The story made it all the way to the C-Suite when the inside sales guy was on a trip to New York.  Apparently, my name came up, and the originator of the Dosso Double-Snap (snapping one’s fingers twice when excited, a thing I still do today on occasion) told that story.  Whereupon the company’s co-founder said, “He typed all that documentation with these fingers!” and wagged his index fingers in the air.  To be honest, my method was kinda touch-typing, but not home row ASDF JKL;.  I have gotten faster, and I can even type things I’m looking at, like book pages for book report quotes and whatnot.  But, yeah, 3000+ pages of software manuals with mostly the first two fingers of each hand and the thumb sometimes for the space bar.

Jeez, Louise, I’ve seen references to fedora-wearing overly chivalrous young men (they say “M’lady” or “My lady,” see?) at Founding Questions, too, so I guess this is something of an archetype or more like a punchline, and when I see it, I cringe a bit inside.  Literally, I figuratively cringe, not just recoil which is I guess what the kids these days mean when they say cringe.

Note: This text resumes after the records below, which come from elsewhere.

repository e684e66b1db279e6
//! Engine errors.
//!
//! Both variants are programming or input errors: validated UI input never
//! produces them. Neither is retried.

use crate::game::grid::Position;

/// Errors raised by grid and turn operations.
#[derive(Debug, Clone, Copy, PartialEq, Eq, thiserror::Error)]
pub enum EngineError {
    /// Position outside the grid.
    #[error("position {position} is outside a grid of {cells} cells")]
    OutOfBounds {
        /// Offending position.
        position: Position,
        /// Number of cells in the grid.
        cells: usize,
    },

    /// Swap between two positions that are not orthogonal neighbours.
    #[error("positions {a} and {b} are not adjacent")]
    InvalidSwap {
        /// First position.
        a: Position,
        /// Second position.
        b: Position,
    },
}

/// Errors raised when validating a [`SessionConfig`](crate::session::SessionConfig).
#[derive(Debug, Clone, PartialEq, Eq, thiserror::Error)]
pub enum ConfigError {
    /// Grid too small to ever hold a run.
    #[error("grid width {0} is below the minimum of 3")]
    WidthTooSmall(usize),

    /// Grid wider than [`MAX_WIDTH`](crate::game::grid::MAX_WIDTH).
    #[error("grid width {0} is above the maximum of 64")]
    WidthTooLarge(usize),

    /// Palette size outside the supported range.
    #[error("palette size {0} must be between 4 and 6")]
    PaletteSize(usize),

    /// Zero points per cleared token would break score positivity.
    #[error("points per token must be positive")]
    ZeroPoints,

    /// The cascade safety cap must allow at least one step.
    #[error("max cascade steps must be positive")]
    ZeroCascadeCap,

    /// A supplied starting board holds `Empty` cells or colors outside the palette.
    #[error("starting grid has {empty} empty cell(s) or colors outside a palette of {palette_size}")]
    InvalidGrid {
        /// `Empty` cells on the board.
        empty: usize,
        /// Palette size the board was checked against.
        palette_size: usize,
    },

    /// Malformed JSON configuration.
    #[error("invalid config json: {0}")]
    Json(String),
}
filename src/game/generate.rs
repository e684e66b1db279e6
//! Board Generation
//!
//! Builds starting boards that are already stable and still playable.

use tracing::{debug, warn};

use crate::core::rng::DeterministicRng;
use crate::game::grid::Grid;
use crate::game::matcher::has_valid_move;
use crate::game::token::{Token, PALETTE, PALETTE_SIZE};

/// Default number of boards tried before giving up on playability.
pub const DEFAULT_GENERATION_ATTEMPTS: u32 = 64;

/// Fill a board with no pre-existing run.
///
/// Cells are filled row-major. A cell never takes the color of its two left
/// neighbours when they agree, nor of its two upper neighbours when they
/// agree, so no run can form. With four or more colors at most two are
/// excluded and a choice always remains.
pub fn generate_stable(width: usize, palette_size: usize, rng: &mut DeterministicRng) -> Grid {
    let palette = &PALETTE[..palette_size.clamp(1, PALETTE_SIZE)];
    let mut cells: Vec<Token> = Vec::with_capacity(width * width);
    let mut allowed: Vec<Token> = Vec::with_capacity(palette.len());

    for pos in 0..width * width {
        let (row, col) = (pos / width, pos % width);

        let left = (col >= 2 && cells[pos - 1] == cells[pos - 2]).then(|| cells[pos - 1]);
        let up = (row >= 2 && cells[pos - width] == cells[pos - 2 * width]).then(|| cells[pos - width]);

        allowed.clear();
        allowed.extend(palette.iter().copied().filter(|t| Some(*t) != left && Some(*t) != up));

        let token = match rng.choose(&allowed) {
            Some(t) => *t,
            // Only reachable with a palette of one or two colors
            None => Token::random(palette_size, rng),
        };
        cells.push(token);
    }

    Grid::from_tokens(width, cells).unwrap_or_else(|| Grid::empty(width))
}

/// Fill a board with no pre-existing run and at least one valid move.
///
/// Tries up to `max_attempts` boards. If none is playable the last stable
/// board is returned and a warning is logged.
pub fn generate_playable(
    width: usize,
    palette_size: usize,
    rng: &mut DeterministicRng,
    max_attempts: u32,
) -> Grid {
    let mut grid = generate_stable(width, palette_size, rng);
    let mut attempt = 1;

    while !has_valid_move(&grid) {
        if attempt >= max_attempts {
            warn!("No playable board after {} attempts, using a stuck board", attempt);
            return grid;
        }
        grid = generate_stable(width, palette_size, rng);
        attempt += 1;
    }

    debug!("Generated playable {}x{} board in {} attempt(s)", width, width, attempt);
    grid
}
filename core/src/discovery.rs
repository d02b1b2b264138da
//! # Service Discovery
//!
//! Implements the "find one live service on this port" use case.
//!
//! The search runs in a fixed order and stops at the first hit:
//! 1. `localhost`, then the loopback literal (name resolution of `localhost`
//!    can differ from `127.0.0.1`).
//! 2. The /24 of the primary interface, swept by [`crate::scanner`].
//!
//! Every failure along the way degrades to "try the next step" or "nothing
//! found"; the caller only ever sees a service or `None`.

use std::time::Duration;

use lanseek_common::config::PlatformProfile;
use lanseek_common::network::interface::{self, NetworkInterfaceInfo};
use lanseek_common::network::subnet::SubnetPrefix;
use lanseek_protocols::http;
use tracing::{debug, info, warn};

use crate::network::tcp::{PortProber, TcpProber};
use crate::scanner;
use crate::service::{DiscoveredService, ServiceStatus};

pub const LOCALHOST: &str = "localhost";
pub const LOOPBACK: &str = "127.0.0.1";

/// Source of the interface a sweep is anchored to.
pub trait InterfaceSource: Send + Sync {
    fn primary_interface(&self) -> Option<NetworkInterfaceInfo>;
}

/// Reads the interfaces of this host.
pub struct SystemInterfaces {
    profile: PlatformProfile,
}

impl SystemInterfaces {
    pub fn new(profile: PlatformProfile) -> Self {
        Self { profile }
    }
}

impl InterfaceSource for SystemInterfaces {
    fn primary_interface(&self) -> Option<NetworkInterfaceInfo> {
        interface::select_primary_interface(&self.profile)
    }
}

/// Application service for service discovery.
///
/// Holds no state between calls: a retry is simply another call.
pub struct DiscoveryService {
    interfaces: Box<dyn InterfaceSource>,
    prober: Box<dyn PortProber>,
    profile: PlatformProfile,
}

impl DiscoveryService {
    pub fn new(profile: PlatformProfile) -> Self {
        Self {
            interfaces: Box::new(SystemInterfaces::new(profile.clone())),
            prober: Box::new(TcpProber),
            profile,
        }
    }

    pub fn with_parts(
        interfaces: Box<dyn InterfaceSource>,
        prober: Box<dyn PortProber>,
        profile: PlatformProfile,
    ) -> Self {
        Self {
            interfaces,
            prober,
            profile,
        }
    }

    pub fn profile(&self) -> &PlatformProfile {
        &self.profile
    }

    /// Looks for a listener on `port`, loopback first, then the local subnet.
    ///
    /// `timeout` overrides the per-probe timeout of the profile.
    pub async fn find_service(
        &self,
        port: u16,
        timeout: Option<Duration>,
    ) -> Option<DiscoveredService> {
        // A zero timeout means "use the default", never "fail every probe".
        let timeout = timeout
            .filter(|timeout| !timeout.is_zero())
            .unwrap_or(self.profile.probe_timeout);

        for host in [LOCALHOST, LOOPBACK] {
            if self.prober.probe(host, port, timeout).await.open {
                info!("Found service at {host}:{port}");
                return Some(DiscoveredService::new(host, port));
            }
        }

        let Some(primary) = self.interfaces.primary_interface() else {
            warn!("No network interface found");
            return None;
        };

        let prefix = SubnetPrefix::from_masked(primary.address, primary.netmask);
        info!(
            "Scanning network {}: {prefix}.x for port {port} (timeout: {}ms)",
            primary.name,
            timeout.as_millis()
        );

        let hosts = prefix.hosts();
        let found = scanner::sweep(
            self.prober.as_ref(),
            &hosts,
            port,
            timeout,
            self.profile.batch_width,
        )
        .await;

        match found {
            Some(url) => {
                info!("Found service at {url}");
                url_to_service(&url)
            }
            None => {
                info!("No service found on port {port}");
                None
            }
        }
    }

    /// Short fixed-timeout health check of a known address.
    pub async fn is_reachable(&self, host: &str, port: u16) -> bool {
        self.prober
            .probe(host, port, self.profile.health_check_timeout)
            .await
            .open
    }

    /// Returns the saved address when it still answers, otherwise runs a fresh
    /// discovery on `port`.
    pub async fn reconnect(
        &self,
        saved: Option<&str>,
        port: u16,
        timeout: Option<Duration>,
    ) -> Option<DiscoveredService> {
        if let Some(saved) = saved {
            match DiscoveredService::from_url(saved) {
                Ok(service) if self.is_reachable(&service.host, service.port).await => {
                    info!("Saved address {service} is online");
                    return Some(service);
                }
                Ok(service) => info!("Saved address {service} is offline, scanning"),
                Err(e) => warn!("Ignoring saved address: {e}"),
            }
        }

        self.find_service(port, timeout).await
    }

    /// Confirms `service` over TCP, then enriches it over HTTP.
    ///
    /// Meant for addresses of unknown state; a fresh find goes through
    /// [`Self::enrich`] instead.
    pub async fn inspect(&self, service: &DiscoveredService) -> ServiceStatus {
        if !self.is_reachable(&service.host, service.port).await {
            return ServiceStatus::Unreachable;
        }
        self.enrich(service).await
    }

    /// Adds HTTP details to a service whose port is already known to be open.
    /// Always `Reachable`: HTTP failures only drop the metadata.
    pub async fn enrich(&self, service: &DiscoveredService) -> ServiceStatus {
        let metadata = match http::fetch_metadata(&service.host, service.port, http::DEFAULT_TIMEOUT).await
        {
            Ok(metadata) => Some(metadata),
            Err(e) => {
                debug!("No HTTP metadata for {service}: {e}");
                None
            }
        };

        ServiceStatus::Reachable { metadata }
    }
}

impl Default for DiscoveryService {
    fn default() -> Self {
        Self::new(PlatformProfile::current())
    }
}

fn url_to_service(url: &str) -> Option<DiscoveredService> {
    DiscoveredService::from_url(url)
        .inspect_err(|e| warn!("Sweep produced an unusable URL: {e}"))
        .ok()
}

/// Runs a discovery with this platform's defaults.
pub async fn find_service(port: u16, timeout: Option<Duration>) -> Option<DiscoveredService> {
    DiscoveryService::default().find_service(port, timeout).await
}

/// Health check with this platform's defaults.
pub async fn is_reachable(host: &str, port: u16) -> bool {
    DiscoveryService::default().is_reachable(host, port).await
}

// ╔════════════════════════════════════════════╗
// ║ ████████╗███████╗███████╗████████╗███████╗ ║
// ║ ╚══██╔══╝██╔════╝██╔════╝╚══██╔══╝██╔════╝ ║
// ║    ██║   █████╗  ███████╗   ██║   ███████╗ ║
// ║    ██║   ██╔══╝  ╚════██║   ██║   ╚════██║ ║
// ║    ██║   ███████╗███████║   ██║   ███████║ ║
// ║    ╚═╝   ╚══════╝╚══════╝   ╚═╝   ╚══════╝ ║
// ╚════════════════════════════════════════════╝
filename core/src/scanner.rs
//! The **sweep scheduler**.
//!
//! Probing 254 hosts one after another is too slow for interactive use, while
//! probing all of them at once can exhaust the socket table and floods the
//! LAN. Hosts are therefore probed in fixed-width batches: every probe of a
//! batch is in flight at the same time, the whole batch is joined, and only
//! then is the next batch started.
//!
//! Matches are picked in address order, not completion order. A batch that
//! contains several open hosts always reports the first one in the host list,
//! and an earlier batch always wins over a later one.

use std::time::Duration;

use futures_util::future::{BoxFuture, join_all};
use tracing::{debug, trace};

use crate::network::tcp::{PortProber, ProbeResult};

/// Probes of one batch, all in flight together.
pub struct ProbeBatch<'a> {
    probes: Vec<BoxFuture<'a, ProbeResult>>,
}

impl<'a> ProbeBatch<'a> {
    pub fn launch(
        prober: &'a dyn PortProber,
        hosts: &'a [String],
        port: u16,
        timeout: Duration,
    ) -> Self {
        let probes = hosts
            .iter()
            .map(|host| prober.probe(host, port, timeout))
            .collect();
        Self { probes }
    }

    pub fn len(&self) -> usize {
        self.probes.len()
    }

    pub fn is_empty(&self) -> bool {
        self.probes.is_empty()
    }

    /// Waits for every probe, then returns the first open one in host order.
    pub async fn join(self) -> Option<ProbeResult> {
        join_all(self.probes)
            .await
            .into_iter()
            .find(|result| result.open)
    }
}

/// Probes `hosts` in batches of `batch_width` and returns the URL of the first
/// open one. No further batch is launched once a batch produced a match.
pub async fn sweep(
    prober: &dyn PortProber,
    hosts: &[String],
    port: u16,
    timeout: Duration,
    batch_width: usize,
) -> Option<String> {
    let batch_width = batch_width.max(1);
    debug!(
        "Sweeping {} hosts on port {port} in batches of {batch_width}",
        hosts.len()
    );

    for (idx, chunk) in hosts.chunks(batch_width).enumerate() {
        let batch = ProbeBatch::launch(prober, chunk, port, timeout);
        trace!("Batch {idx}: {} probes in flight", batch.len());

        if let Some(found) = batch.join().await {
            debug!("Batch {idx} found {found}");
            return Some(found.url());
        }
    }

    debug!("No host answered on port {port}");
    None
}

// ╔════════════════════════════════════════════╗
// ║ ████████╗███████╗███████╗████████╗███████╗ ║
// ║ ╚══██╔══╝██╔════╝██╔════╝╚══██╔══╝██╔════╝ ║
// ║    ██║   █████╗  ███████╗   ██║   ███████╗ ║
// ║    ██║   ██╔══╝  ╚════██║   ██║   ╚════██║ ║
// ║    ██║   ███████╗███████║   ██║   ███████║ ║
// ║    ╚═╝   ╚══════╝╚══════╝   ╚═╝   ╚══════╝ ║
// ╚════════════════════════════════════════════╝
use std::process::ExitCode;
use std::time::{Duration, Instant};

use colored::*;
use lanseek_common::config::Config;
use lanseek_core::{DiscoveredService, DiscoveryService, ServiceStatus};

use crate::terminal::{colors, format, print, spinner};

pub async fn find(cfg: &Config, saved: Option<&str>) -> anyhow::Result<ExitCode> {
    let service = DiscoveryService::new(cfg.profile());

    spinner::start(format!("Looking for port {}...", cfg.port), cfg.quiet);
    let start_time: Instant = Instant::now();
    let found = service.reconnect(saved, cfg.port, cfg.probe_timeout).await;
    spinner::stop();

    let Some(found) = found else {
        no_service_found(cfg);
        return Ok(ExitCode::FAILURE);
    };

    let status: Option<ServiceStatus> = match cfg.metadata {
        true => Some(service.enrich(&found).await),
        false => None,
    };

    discovery_ends(&found, status.as_ref(), start_time.elapsed(), cfg);
    Ok(ExitCode::SUCCESS)
}

fn no_service_found(cfg: &Config) {
    print::header("nothing found", cfg.quiet);
    print::no_results(cfg.quiet);
    print::print_status(format!("No service answered on port {}", cfg.port));
}

fn discovery_ends(
    found: &DiscoveredService,
    status: Option<&ServiceStatus>,
    total_time: Duration,
    cfg: &Config,
) {
    if cfg.quiet > 1 {
        print::print(&found.url);
        return;
    }

    print::header("service discovery", cfg.quiet);
    print::tree_head(&found.url);

    let mut details = format::service_to_details(found);
    if let Some(status) = status {
        details.extend(format::status_to_details(status, found.port));
    }
    print::as_tree_one_level(details);

    let summary: String = format!("Found {} in {:.2}s", found.url, total_time.as_secs_f64());
    match cfg.quiet {
        0 => {
            print::fat_separator();
            print::centerln(&summary);
        }
        _ => print::print_status(summary.color(colors::PRIMARY).to_string()),
    }
}
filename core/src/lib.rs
pub mod discovery;
pub mod network;
pub mod scanner;
pub mod service;


pub use discovery::{DiscoveryService, find_service, is_reachable};
pub use service::{DiscoveredService, ServiceStatus};
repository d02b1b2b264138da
pub mod http;
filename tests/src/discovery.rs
mod integration;
mod metadata;
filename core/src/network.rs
pub mod tcp;
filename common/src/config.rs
//! # Runtime Configuration
//!
//! Everything that differs between operating systems lives in one
//! [`PlatformProfile`] table, selected once with [`Platform::current`].
//! The discovery algorithm itself never branches on the platform.

use std::time::Duration;

/// Port probed when the caller does not ask for a specific one.
pub const DEFAULT_PORT: u16 = 8800;

/// Timeout for the one-shot health check of an already known address.
pub const HEALTH_CHECK_TIMEOUT: Duration = Duration::from_millis(300);

/// Interface name fragments that belong to hypervisor, VM bridge or
/// container adapters.
pub const VIRTUAL_ADAPTER_FRAGMENTS: &[&str] = &[
    "VMware",
    "VirtualBox",
    "Hyper-V",
    "vboxnet",
    "vmnet",
    "virbr",
    "docker",
    "br-",
    "veth",
];

#[derive(Debug, Clone, Copy, PartialEq, Eq)]
pub enum Platform {
    Windows,
    MacOs,
    Linux,
    Other,
}

impl Platform {
    pub fn current() -> Self {
        if cfg!(target_os = "windows") {
            Platform::Windows
        } else if cfg!(target_os = "macos") {
            Platform::MacOs
        } else if cfg!(target_os = "linux") {
            Platform::Linux
        } else {
            Platform::Other
        }
    }
}

/// Platform specific tuning for interface selection and probing.
#[derive(Debug, Clone, PartialEq, Eq)]
pub struct PlatformProfile {
    pub platform: Platform,
    /// Interface names tried first, in order.
    pub priority_interfaces: &'static [&'static str],
    /// Interface names containing any of these are skipped by the fallback scan.
    pub virtual_adapters: &'static [&'static str],
    /// Also match both lists against the adapter description. Windows names
    /// its adapters `\Device\NPF_{GUID}` and keeps the friendly name there.
    pub match_description: bool,
    pub probe_timeout: Duration,
    /// Number of hosts probed concurrently during a sweep.
    pub batch_width: usize,
    pub health_check_timeout: Duration,
}

impl PlatformProfile {
    pub fn for_platform(platform: Platform) -> Self {
        // Windows signals failed handshakes slowly and has a smaller socket budget.
        let (priority_interfaces, probe_timeout, batch_width): (&'static [&'static str], u64, usize) =
            match platform {
                Platform::Windows => (
                    &["Ethernet", "Wi-Fi", "WiFi", "이더넷", "Local Area Connection"],
                    1_000,
                    25,
                ),
                Platform::MacOs => (&["en0", "en1", "en2"], 500, 50),
                Platform::Linux => (&["eth0", "eth1", "wlan0", "wlan1"], 500, 50),
                Platform::Other => (&[], 500, 50),
            };

        Self {
            platform,
            priority_interfaces,
            virtual_adapters: VIRTUAL_ADAPTER_FRAGMENTS,
            match_description: platform == Platform::Windows,
            probe_timeout: Duration::from_millis(probe_timeout),
            batch_width,
            health_check_timeout: HEALTH_CHECK_TIMEOUT,
        }
    }

    pub fn current() -> Self {
        Self::for_platform(Platform::current())
    }
}

impl Default for PlatformProfile {
    fn default() -> Self {
        Self::current()
    }
}

/// User facing settings, usually filled in from the command line.
#[derive(Debug, Clone, PartialEq, Eq)]
pub struct Config {
    pub port: u16,
    /// Overrides [`PlatformProfile::probe_timeout`].
    pub probe_timeout: Option<Duration>,
    /// Overrides [`PlatformProfile::batch_width`].
    pub batch_width: Option<usize>,
    /// Fetch the page title and server banner after a find.
    pub metadata: bool,
    pub quiet: u8,
}

impl Default for Config {
    fn default() -> Self {
        Self {
            port: DEFAULT_PORT,
            probe_timeout: None,
            batch_width: None,
            metadata: false,
            quiet: 0,
        }
    }
}

impl Config {
    /// The current platform's profile with this config's overrides applied.
    pub fn profile(&self) -> PlatformProfile {
        self.apply_to(PlatformProfile::current())
    }

    pub fn apply_to(&self, mut profile: PlatformProfile) -> PlatformProfile {
        if let Some(probe_timeout) = self.probe_timeout.filter(|timeout| !timeout.is_zero()) {
            profile.probe_timeout = probe_timeout;
        }
        if let Some(batch_width) = self.batch_width {
            profile.batch_width = batch_width.max(1);
        }
        profile
    }
}

// ╔════════════════════════════════════════════╗
// ║ ████████╗███████╗███████╗████████╗███████╗ ║
// ║ ╚══██╔══╝██╔════╝██╔════╝╚══██╔══╝██╔════╝ ║
// ║    ██║   █████╗  ███████╗   ██║   ███████╗ ║
// ║    ██║   ██╔══╝  ╚════██║   ██║   ╚════██║ ║
// ║    ██║   ███████╗███████║   ██║   ███████║ ║
// ║    ╚═╝   ╚══════╝╚══════╝   ╚═╝   ╚══════╝ ║
// ╚════════════════════════════════════════════╝
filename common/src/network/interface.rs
use std::fmt;
use std::net::Ipv4Addr;

use pnet::datalink::{self, NetworkInterface};
use pnet::ipnetwork::IpNetwork;
use tracing::{debug, info};

use crate::config::PlatformProfile;

/// The outward facing IPv4 address discovery is anchored to.
#[derive(Debug, Clone, PartialEq, Eq)]
pub struct NetworkInterfaceInfo {
    pub address: Ipv4Addr,
    pub netmask: Ipv4Addr,
    pub name: String,
}

impl fmt::Display for NetworkInterfaceInfo {
    fn fmt(&self, f: &mut fmt::Formatter<'_>) -> fmt::Result {
        write!(f, "{} ({}/{})", self.name, self.address, self.netmask)
    }
}

/// Finds the primary interface of this host.
///
/// Returns `None` when the host has no usable IPv4 network, which callers treat
/// as "no network" rather than as an error.
pub fn select_primary_interface(profile: &PlatformProfile) -> Option<NetworkInterfaceInfo> {
    let interfaces: Vec<NetworkInterface> = datalink::interfaces();
    debug!("Identified {} network interface(s)", interfaces.len());

    let selected = select_primary(&interfaces, profile);
    match &selected {
        Some(info) => info!("Using interface {info}"),
        None => debug!("No interface with an external IPv4 address"),
    }
    selected
}

/// Pure selection over an already enumerated interface list.
///
/// 1. Priority names from the profile, in profile order.
/// 2. Any interface in enumeration order that is not a virtual adapter.
///
/// With [`PlatformProfile::match_description`] set, a priority name may also
/// appear inside the adapter description, and the description is checked
/// against the virtual adapter list as well.
pub fn select_primary(
    interfaces: &[NetworkInterface],
    profile: &PlatformProfile,
) -> Option<NetworkInterfaceInfo> {
    let by_priority = profile.priority_interfaces.iter().find_map(|&name| {
        interfaces
            .iter()
            .filter(|interface| {
                interface.name == name
                    || (profile.match_description
                        && interface.description.contains(name)
                        && !is_virtual_adapter(interface, profile))
            })
            .find_map(external_ipv4)
    });

    by_priority.or_else(|| {
        interfaces
            .iter()
            .filter(|interface| !is_virtual_adapter(interface, profile))
            .find_map(external_ipv4)
    })
}

fn external_ipv4(interface: &NetworkInterface) -> Option<NetworkInterfaceInfo> {
    if interface.is_loopback() {
        return None;
    }

    interface.ips.iter().find_map(|net| match net {
        IpNetwork::V4(v4) if !v4.ip().is_loopback() => Some(NetworkInterfaceInfo {
            address: v4.ip(),
            netmask: v4.mask(),
            name: interface.name.clone(),
        }),
        _ => None,
    })
}

fn is_virtual_adapter(interface: &NetworkInterface, profile: &PlatformProfile) -> bool {
    let matches = |text: &str| profile.virtual_adapters.iter().any(|fragment| text.contains(fragment));
    matches(&interface.name) || (profile.match_description && matches(&interface.description))
}

// ╔════════════════════════════════════════════╗
// ║ ████████╗███████╗███████╗████████╗███████╗ ║
// ║ ╚══██╔══╝██╔════╝██╔════╝╚══██╔══╝██╔════╝ ║
// ║    ██║   █████╗  ███████╗   ██║   ███████╗ ║
// ║    ██║   ██╔══╝  ╚════██║   ██║   ╚════██║ ║
// ║    ██║   ███████╗███████║   ██║   ███████║ ║
// ║    ╚═╝   ╚══════╝╚══════╝   ╚═╝   ╚══════╝ ║
// ╚════════════════════════════════════════════╝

Ah, gentle reader.  I got my trenchcoat for Christmas 1993, and I got my first fedora a couple of weeks later at Donge’s down on Third Street in Milwaukee.  I was more influenced by old movies with Bogart and Grant (still am, I’d like to think) than anything else–and fedoras had a brief resurgence amongst some people with television programs like Crime Story and The Hat Squad.
And, ah, yes, I did have an inflated sense of chivalry due to my exposure to medieval poetry and whatnot.  So I would have been–and I was–that demonstrative in that fashion (one such story coming later).  I suppose I affected a bit to portray a role to cover my natural shyness reticence.  If you press me to admit it.
But, jeez Louise, I couldn’t have been following some pattern in popular culture from the 1980s?  Certainly not from the John Hughes movies–I had not seen them yet.  I WAS NOT DUCKY.
I’d like to think I was sui generis, but apparently not.  Ah, me.
Meanwhile, this weekend, I got a new Alpine hat because I was at a German festival over in Lawrence County.  I have reached an age, apparently having reached a half-C, where I think I might look okay in a stubby-brimmed hat.  Also, it was a fund raiser, but there were not many opportunities to lay out greenbacks for the Lions Club and its endeavours, so I had to invent reasons to give.

But I still where my classic wide-brimmed fedora or wide-brimmed Panama hat out, so maybe not, m’lady.
There’s a third meme in the post, but I do not understand it.  Otherwise, it might have been a trifecta of defensiveness.  Or is it mocking my lack of understanding?
The whole world is not about me.  But the Internet is.